Planar cell polarity proteins mediate ketamine-induced restoration of glutamatergic synapses in prefrontal cortical neurons in a mouse model for chronic stress.
Nature communications – June 10, 2024
Source: PubMed
Summary
Ketamine, known for its rapid antidepressant effects, works by repairing crucial brain connections damaged by chronic stress. New research reveals how this drug activates specific cellular pathways to restore communication between brain cells in the prefrontal cortex. By targeting special proteins involved in cell organization, ketamine helps rebuild vital neural connections and reduces depression-like behaviors in mice, offering insights into its therapeutic effects.
Abstract
Single administration of low-dose ketamine has both acute and sustained anti-depressant effects. Sustained effect is associated with restoration of glutamatergic synapses in medial prefrontal cortic (mFPC) neurons. Ketamine induced profound changes in a number of molecular pathways in a mouse model for chronic stress. Cell-cell communication analyses predicted that planar-cell-polarity (PCP) signaling was decreased after chronic administration of corticosterone but increased following ketamine administration in most of the excitatory neurons. Similar decrease of PCP signaling in excitatory neurons was predicted in dorsolateral prefrontal cortical (dl-PFC) neurons of patients with major depressive disorder (MDD).
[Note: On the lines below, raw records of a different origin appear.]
//! `tracing` subscriber setup for the command-line tool.

use tracing_subscriber::util::TryInitError;
use tracing_subscriber::{EnvFilter, fmt, layer::SubscriberExt, util::SubscriberInitExt};

/// Installs a stderr subscriber.
///
/// `RUST_LOG` takes precedence; otherwise events of this crate at `level`
/// and above are shown.
///
/// # Errors
///
/// Returns a `TryInitError` if a global subscriber is already installed.
pub fn init_logging(level: &str) -> Result<(), TryInitError> {
    let default_filter = format!("pv_sweep={level}");
    let env_filter =
        EnvFilter::try_from_default_env().unwrap_or_else(|_| EnvFilter::new(&default_filter));

    tracing_subscriber::registry()
        .with(env_filter)
        .with(
            fmt::layer()
                .with_writer(std::io::stderr)
                .with_target(false),
        )
        .try_init()
}
//! Sweep driver: mutate one parameter, re-run the simulation, archive results.

use std::fs;
use std::path::{Path, PathBuf};

use tracing::info;

use crate::config::{SiteConfig, SweepConfig};
use crate::error::{Result, SweepError};
use crate::io::table::ParameterTable;

use super::layout::{ArchiveLayout, SCALARS_FILE, TIMESERIES_FILE};
use super::range::SweepRange;
use super::simulation::Simulation;

/// Everything a sweep needs, resolved from a [`SweepConfig`].
#[derive(Debug, Clone)]
pub struct SweepPlan {
    pub layout: ArchiveLayout,
    pub range: SweepRange,
    /// Parameter table mutated before every run.
    pub table_path: PathBuf,
    /// Row label of the swept cell.
    pub variable_name: String,
    /// Column label of the swept cell.
    pub variable_column: String,
    pub scenario: String,
    pub site: SiteConfig,
}

impl SweepPlan {
    pub fn from_config(config: &SweepConfig) -> Self {
        let s = &config.sweep;
        Self {
            layout: ArchiveLayout::new(
                &config.paths.output_directory,
                &s.scenario_name,
                &s.variable_name,
            ),
            range: SweepRange::new(s.start, s.stop, s.step),
            table_path: config.parameter_table_path(),
            variable_name: s.variable_name.clone(),
            variable_column: s.variable_column.clone(),
            scenario: s.scenario_name.clone(),
            site: config.site.clone(),
        }
    }
}

/// One archived run.
#[derive(Debug, Clone, PartialEq, Eq)]
pub struct ArchivedRun {
    pub value: i64,
    pub suffix: String,
    pub scalars: PathBuf,
    pub timeseries: PathBuf,
}

/// Outcome of a completed sweep.
#[derive(Debug, Clone)]
pub struct SweepReport {
    pub loop_output_dir: PathBuf,
    pub runs: Vec<ArchivedRun>,
}

/// Runs the whole sweep described by `plan`.
///
/// The base simulation runs once, then for every value of the range the
/// target cell is rewritten, the table persisted and the simulation invoked.
/// Both result files of each run are copied into the archive under the
/// zero-padded run id.
///
/// # Arguments
///
/// * `plan` - Resolved sweep parameters and layout
/// * `simulation` - External simulation to invoke
///
/// # Errors
///
/// Returns `SweepError::OutputExists` before any other work if the
/// loop-output directory is already present, and `SweepError::Table` before
/// the archive is created if the target cell does not exist. Any later
/// failure aborts the sweep, leaving completed runs in place.
pub fn run_sweep<S: Simulation>(plan: &SweepPlan, simulation: &mut S) -> Result<SweepReport> {
    let layout = &plan.layout;

    let scenario_dir = layout.scenario_dir();
    fs::create_dir_all(&scenario_dir).map_err(SweepError::io(&scenario_dir))?;

    let loop_dir = layout.loop_output_dir();
    if loop_dir.exists() {
        return Err(SweepError::OutputExists {
            path: loop_dir,
            scenario: plan.scenario.clone(),
        });
    }

    // The archive is only created once the target cell is known to exist.
    let mut table = ParameterTable::from_path(&plan.table_path)?;
    table
        .position(&plan.variable_name, &plan.variable_column)
        .map_err(|source| SweepError::Table {
            path: plan.table_path.clone(),
            source,
        })?;

    for dir in [layout.scalars_dir(), layout.timeseries_dir()] {
        fs::create_dir_all(&dir).map_err(SweepError::io(&dir))?;
    }

    info!(
        latitude = plan.site.latitude,
        longitude = plan.site.longitude,
        year = plan.site.year,
        "running base simulation"
    );
    simulation.prepare(&plan.site)?;

    let total = plan.range.len();
    let mut runs = Vec::with_capacity(total);
    for (n, value) in plan.range.values().enumerate() {
        info!(
            run = n + 1,
            total,
            variable = %plan.variable_name,
            value,
            "starting sweep iteration"
        );

        table
            .set(&plan.variable_name, &plan.variable_column, value)
            .map_err(|source| SweepError::Table {
                path: plan.table_path.clone(),
                source,
            })?;
        table.to_path(&plan.table_path)?;

        let run_dir = layout.run_output_dir(value);
        simulation.run(&plan.scenario, &run_dir)?;

        let suffix = plan.range.run_suffix(value);
        let scalars = layout.archived_scalars(&suffix);
        let timeseries = layout.archived_timeseries(&suffix);
        copy_artifact(&run_dir.join(SCALARS_FILE), &scalars)?;
        copy_artifact(&run_dir.join(TIMESERIES_FILE), &timeseries)?;

        runs.push(ArchivedRun {
            value,
            suffix,
            scalars,
            timeseries,
        });
    }

    info!(runs = runs.len(), dir = %loop_dir.display(), "sweep finished");
    Ok(SweepReport {
        loop_output_dir: loop_dir,
        runs,
    })
}

fn copy_artifact(from: &Path, to: &Path) -> Result<()> {
    fs::copy(from, to).map_err(SweepError::io(from))?;
    info!(file = %to.display(), "archived");
    Ok(())
}
//! 订单存储连接管理
//!
//! PostgreSQL 连接池、启动时迁移，以及面向就绪探针的订单表检查。
//! 迁移脚本归属各服务 crate，通过 `sqlx::migrate!` 生成的 [`Migrator`] 传入。

use std::time::Duration;

use sqlx::migrate::Migrator;
use sqlx::postgres::{PgPool, PgPoolOptions};
use tracing::{info, instrument, warn};

use crate::config::DatabaseConfig;
use crate::error::{InfraError, Result};

/// 就绪前必须存在的订单表
pub const ORDER_TABLES: [&str; 2] = ["orders.t_order", "orders.t_ordered_product"];

/// 订单存储连接池
#[derive(Clone)]
pub struct Database {
    pool: PgPool,
}

impl Database {
    #[instrument(skip(config), fields(max_connections = config.max_connections))]
    pub async fn connect(config: &DatabaseConfig) -> Result<Self> {
        let pool = PgPoolOptions::new()
            .max_connections(config.max_connections)
            .min_connections(config.min_connections)
            .acquire_timeout(Duration::from_secs(config.connect_timeout_seconds))
            .idle_timeout(Duration::from_secs(config.idle_timeout_seconds))
            .connect(&config.url)
            .await?;

        info!("Order store connection pool created");
        Ok(Self { pool })
    }

    /// 连接后按 `run_migrations` 配置决定是否执行迁移
    pub async fn connect_with_migrations(
        config: &DatabaseConfig,
        migrator: &Migrator,
    ) -> Result<Self> {
        let db = Self::connect(config).await?;
        if config.run_migrations {
            db.migrate(migrator).await?;
        } else {
            warn!("Migrations disabled, assuming the order schema already exists");
        }
        Ok(db)
    }

    pub async fn migrate(&self, migrator: &Migrator) -> Result<()> {
        migrator.run(&self.pool).await?;
        info!(known = migrator.iter().count(), "Order store migrations applied");
        Ok(())
    }

    pub fn pool(&self) -> &PgPool {
        &self.pool
    }

    /// 就绪检查：连接可用且订单表均已建立
    pub async fn health_check(&self) -> Result<()> {
        for table in ORDER_TABLES {
            let exists: bool = sqlx::query_scalar("SELECT to_regclass($1) IS NOT NULL")
                .bind(table)
                .fetch_one(&self.pool)
                .await?;
            if !exists {
                return Err(InfraError::SchemaMissing(table.to_string()));
            }
        }
        Ok(())
    }

    pub async fn close(&self) {
        self.pool.close().await;
        info!("Order store connection pool closed");
    }
}

#[cfg(test)]
mod tests {
    use super::*;
    use crate::test_utils::test_database_config;

    #[test]
    fn test_order_tables_are_schema_qualified() {
        assert!(ORDER_TABLES.iter().all(|t| t.starts_with("orders.")));
    }

    #[tokio::test]
    #[ignore] // 需要数据库连接
    async fn test_health_check_reports_missing_schema() {
        let db = Database::connect(&test_database_config()).await.unwrap();
        if let Err(e) = db.health_check().await {
            assert!(matches!(e, InfraError::SchemaMissing(_)));
        }
        db.close().await;
    }
}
We showed that the basolateral amygdala (BLA)-projecting infralimbic prefrontal cortex (IL PFC) neurons regulate immobility time in the tail suspension test and food consumption. Conditionally knocking out Celsr2 and Celsr3 or Prickle2 in the BLA-projecting IL PFC neurons abolished ketamine-induced synapse restoration and behavioral remission. Therefore, PCP proteins in IL PFC-BLA neurons mediate synapse restoration induced by of low-dose ketamine.